▶ **PROBLEM TO SOLVE**: Here is the task for the records below: repeat exactly the lines from the one with "(SessionDriver::new(transport(timeout_secs), store), id)" to the one with "async fn discovers_card_at_well_known_path()", both included, and nothing else.
:: INFORMATION PROVIDED
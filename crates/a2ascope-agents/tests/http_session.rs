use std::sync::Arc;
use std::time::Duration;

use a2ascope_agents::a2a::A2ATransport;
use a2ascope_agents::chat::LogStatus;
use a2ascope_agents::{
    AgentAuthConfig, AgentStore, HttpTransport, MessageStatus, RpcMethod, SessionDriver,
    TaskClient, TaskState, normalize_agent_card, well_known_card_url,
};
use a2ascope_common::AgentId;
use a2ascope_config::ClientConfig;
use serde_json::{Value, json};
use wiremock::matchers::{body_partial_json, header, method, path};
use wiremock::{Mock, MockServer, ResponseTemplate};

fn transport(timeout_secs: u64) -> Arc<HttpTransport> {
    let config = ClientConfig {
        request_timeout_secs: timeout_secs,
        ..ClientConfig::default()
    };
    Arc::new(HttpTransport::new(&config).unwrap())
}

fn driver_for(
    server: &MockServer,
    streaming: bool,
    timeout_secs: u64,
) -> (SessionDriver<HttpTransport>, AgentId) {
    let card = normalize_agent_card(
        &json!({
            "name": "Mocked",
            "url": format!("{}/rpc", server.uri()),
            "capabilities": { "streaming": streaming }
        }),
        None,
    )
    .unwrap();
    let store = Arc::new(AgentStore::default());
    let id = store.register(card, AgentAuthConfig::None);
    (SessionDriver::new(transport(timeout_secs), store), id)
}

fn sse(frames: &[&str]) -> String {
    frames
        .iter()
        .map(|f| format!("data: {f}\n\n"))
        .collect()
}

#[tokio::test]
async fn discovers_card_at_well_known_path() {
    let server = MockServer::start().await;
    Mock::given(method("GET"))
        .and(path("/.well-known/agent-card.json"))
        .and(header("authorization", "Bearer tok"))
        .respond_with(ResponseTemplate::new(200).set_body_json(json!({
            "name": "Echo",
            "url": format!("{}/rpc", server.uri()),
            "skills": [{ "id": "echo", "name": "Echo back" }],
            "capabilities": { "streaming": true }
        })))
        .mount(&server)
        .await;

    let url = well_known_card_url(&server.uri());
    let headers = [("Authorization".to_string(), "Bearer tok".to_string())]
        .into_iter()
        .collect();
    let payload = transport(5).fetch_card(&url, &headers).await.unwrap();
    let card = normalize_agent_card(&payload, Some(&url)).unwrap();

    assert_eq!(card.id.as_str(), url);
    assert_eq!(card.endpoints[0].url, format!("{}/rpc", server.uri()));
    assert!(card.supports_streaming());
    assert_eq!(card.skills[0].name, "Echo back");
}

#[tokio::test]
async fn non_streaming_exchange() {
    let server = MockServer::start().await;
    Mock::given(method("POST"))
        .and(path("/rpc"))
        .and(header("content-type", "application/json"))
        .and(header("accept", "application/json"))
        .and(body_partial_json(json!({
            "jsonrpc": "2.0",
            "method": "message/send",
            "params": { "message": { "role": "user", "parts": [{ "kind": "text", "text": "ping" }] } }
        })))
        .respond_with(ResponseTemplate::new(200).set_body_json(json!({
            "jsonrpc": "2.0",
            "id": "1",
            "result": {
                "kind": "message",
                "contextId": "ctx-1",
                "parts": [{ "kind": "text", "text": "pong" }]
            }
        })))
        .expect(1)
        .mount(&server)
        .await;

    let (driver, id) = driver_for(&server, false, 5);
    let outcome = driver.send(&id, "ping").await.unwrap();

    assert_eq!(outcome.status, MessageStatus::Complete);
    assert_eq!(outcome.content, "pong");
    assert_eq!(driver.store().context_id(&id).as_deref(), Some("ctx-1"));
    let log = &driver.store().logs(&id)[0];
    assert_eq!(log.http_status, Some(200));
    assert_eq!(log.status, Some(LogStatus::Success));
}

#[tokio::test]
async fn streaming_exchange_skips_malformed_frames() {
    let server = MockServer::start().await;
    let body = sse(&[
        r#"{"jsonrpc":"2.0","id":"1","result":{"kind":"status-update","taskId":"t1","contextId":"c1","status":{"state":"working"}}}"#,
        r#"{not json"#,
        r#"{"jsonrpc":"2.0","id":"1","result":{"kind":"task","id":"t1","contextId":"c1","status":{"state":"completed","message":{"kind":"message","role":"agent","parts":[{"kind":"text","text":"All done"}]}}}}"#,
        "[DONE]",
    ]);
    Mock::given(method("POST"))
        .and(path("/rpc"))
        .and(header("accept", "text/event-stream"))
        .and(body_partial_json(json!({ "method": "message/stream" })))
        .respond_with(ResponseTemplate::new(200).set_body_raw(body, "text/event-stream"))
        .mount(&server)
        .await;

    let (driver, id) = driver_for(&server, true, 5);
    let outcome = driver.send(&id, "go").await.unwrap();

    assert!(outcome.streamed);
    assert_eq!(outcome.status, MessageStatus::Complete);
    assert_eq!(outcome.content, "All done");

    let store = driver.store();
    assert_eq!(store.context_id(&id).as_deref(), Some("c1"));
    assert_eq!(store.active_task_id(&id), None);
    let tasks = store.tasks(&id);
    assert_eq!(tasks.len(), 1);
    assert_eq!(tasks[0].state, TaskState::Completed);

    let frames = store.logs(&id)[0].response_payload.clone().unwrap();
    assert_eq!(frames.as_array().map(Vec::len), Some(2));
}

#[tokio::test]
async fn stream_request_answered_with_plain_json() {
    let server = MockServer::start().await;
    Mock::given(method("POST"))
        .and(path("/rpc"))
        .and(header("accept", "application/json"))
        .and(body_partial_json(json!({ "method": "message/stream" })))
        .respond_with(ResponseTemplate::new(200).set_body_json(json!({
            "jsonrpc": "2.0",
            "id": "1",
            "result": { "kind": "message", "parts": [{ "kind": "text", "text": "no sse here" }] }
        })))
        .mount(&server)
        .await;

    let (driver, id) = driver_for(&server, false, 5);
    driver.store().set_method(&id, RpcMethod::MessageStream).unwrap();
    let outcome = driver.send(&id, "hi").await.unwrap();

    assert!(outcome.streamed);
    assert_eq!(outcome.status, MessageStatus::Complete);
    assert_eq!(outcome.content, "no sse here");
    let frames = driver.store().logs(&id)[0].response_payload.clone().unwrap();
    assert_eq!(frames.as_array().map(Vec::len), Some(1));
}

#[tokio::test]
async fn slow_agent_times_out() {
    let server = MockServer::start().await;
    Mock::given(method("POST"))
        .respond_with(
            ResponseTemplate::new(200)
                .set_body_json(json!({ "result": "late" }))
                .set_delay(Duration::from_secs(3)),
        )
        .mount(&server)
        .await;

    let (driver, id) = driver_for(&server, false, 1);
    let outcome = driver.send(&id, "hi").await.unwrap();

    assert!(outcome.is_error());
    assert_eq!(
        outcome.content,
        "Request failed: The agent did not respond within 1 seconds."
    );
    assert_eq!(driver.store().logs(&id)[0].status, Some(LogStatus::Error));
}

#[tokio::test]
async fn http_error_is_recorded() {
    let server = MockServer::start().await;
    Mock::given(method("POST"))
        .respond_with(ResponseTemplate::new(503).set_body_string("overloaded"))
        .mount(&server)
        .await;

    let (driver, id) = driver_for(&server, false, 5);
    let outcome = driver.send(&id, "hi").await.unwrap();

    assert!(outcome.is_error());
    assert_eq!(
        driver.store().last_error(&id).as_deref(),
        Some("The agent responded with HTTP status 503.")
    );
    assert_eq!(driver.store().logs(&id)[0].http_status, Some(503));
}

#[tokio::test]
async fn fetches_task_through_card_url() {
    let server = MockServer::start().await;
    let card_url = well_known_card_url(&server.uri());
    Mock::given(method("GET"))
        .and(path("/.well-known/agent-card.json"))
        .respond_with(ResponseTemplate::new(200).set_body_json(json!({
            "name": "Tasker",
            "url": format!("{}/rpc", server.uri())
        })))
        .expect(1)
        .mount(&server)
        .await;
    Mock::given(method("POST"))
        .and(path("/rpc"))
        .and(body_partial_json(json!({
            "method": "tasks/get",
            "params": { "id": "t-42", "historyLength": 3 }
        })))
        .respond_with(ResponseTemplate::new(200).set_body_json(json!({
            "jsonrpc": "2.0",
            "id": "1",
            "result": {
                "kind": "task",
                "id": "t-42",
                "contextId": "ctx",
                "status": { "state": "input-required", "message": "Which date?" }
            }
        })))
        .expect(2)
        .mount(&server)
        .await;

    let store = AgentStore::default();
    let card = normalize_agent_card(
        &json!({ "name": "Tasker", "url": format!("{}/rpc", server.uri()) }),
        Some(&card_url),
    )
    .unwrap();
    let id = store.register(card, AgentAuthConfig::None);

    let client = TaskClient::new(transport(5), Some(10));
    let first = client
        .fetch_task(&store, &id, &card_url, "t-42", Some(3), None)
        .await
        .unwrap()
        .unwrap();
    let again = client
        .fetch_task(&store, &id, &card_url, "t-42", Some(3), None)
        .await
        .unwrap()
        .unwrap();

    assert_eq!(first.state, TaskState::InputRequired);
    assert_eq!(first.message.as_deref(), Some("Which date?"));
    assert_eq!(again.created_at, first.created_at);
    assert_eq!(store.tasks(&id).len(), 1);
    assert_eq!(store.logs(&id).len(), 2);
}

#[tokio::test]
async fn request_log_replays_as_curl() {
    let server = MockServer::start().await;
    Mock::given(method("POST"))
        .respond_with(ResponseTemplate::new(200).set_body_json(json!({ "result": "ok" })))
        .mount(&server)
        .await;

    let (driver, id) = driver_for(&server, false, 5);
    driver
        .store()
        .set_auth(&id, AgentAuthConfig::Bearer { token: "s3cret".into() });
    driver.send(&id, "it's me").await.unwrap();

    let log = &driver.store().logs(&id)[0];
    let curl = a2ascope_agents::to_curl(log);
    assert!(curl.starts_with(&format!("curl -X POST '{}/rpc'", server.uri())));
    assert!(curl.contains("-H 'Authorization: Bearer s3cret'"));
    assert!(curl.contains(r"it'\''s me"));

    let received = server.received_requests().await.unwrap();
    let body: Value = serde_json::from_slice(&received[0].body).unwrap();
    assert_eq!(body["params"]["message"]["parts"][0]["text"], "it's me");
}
::::
▶ **RESPONSE AREA**:
    (SessionDriver::new(transport(timeout_secs), store), id)
}

fn sse(frames: &[&str]) -> String {
    frames
        .iter()
        .map(|f| format!("data: {f}\n\n"))
        .collect()
}

#[tokio::test]
async fn discovers_card_at_well_known_path() {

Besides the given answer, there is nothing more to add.